Start of The records

//! YAML parsing helpers

pub mod diagnostics;

pub use diagnostics::YamlSyntaxError;

use serde::de::DeserializeOwned;

/// Parse YAML text, mapping failures to a located diagnostic
pub fn parse_str<T: DeserializeOwned>(source: &str, filename: &str) -> Result<T, YamlSyntaxError> {
    serde_yml::from_str(source).map_err(|e| YamlSyntaxError::from_serde_error(&e, source, filename))
}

End of The records

» **Task statement**
Reply with every line of the listing that has the string "source".

» **Result of this task**
pub fn parse_str<T: DeserializeOwned>(source: &str, filename: &str) -> Result<T, YamlSyntaxError> {
    serde_yml::from_str(source).map_err(|e| YamlSyntaxError::from_serde_error(&e, source, filename))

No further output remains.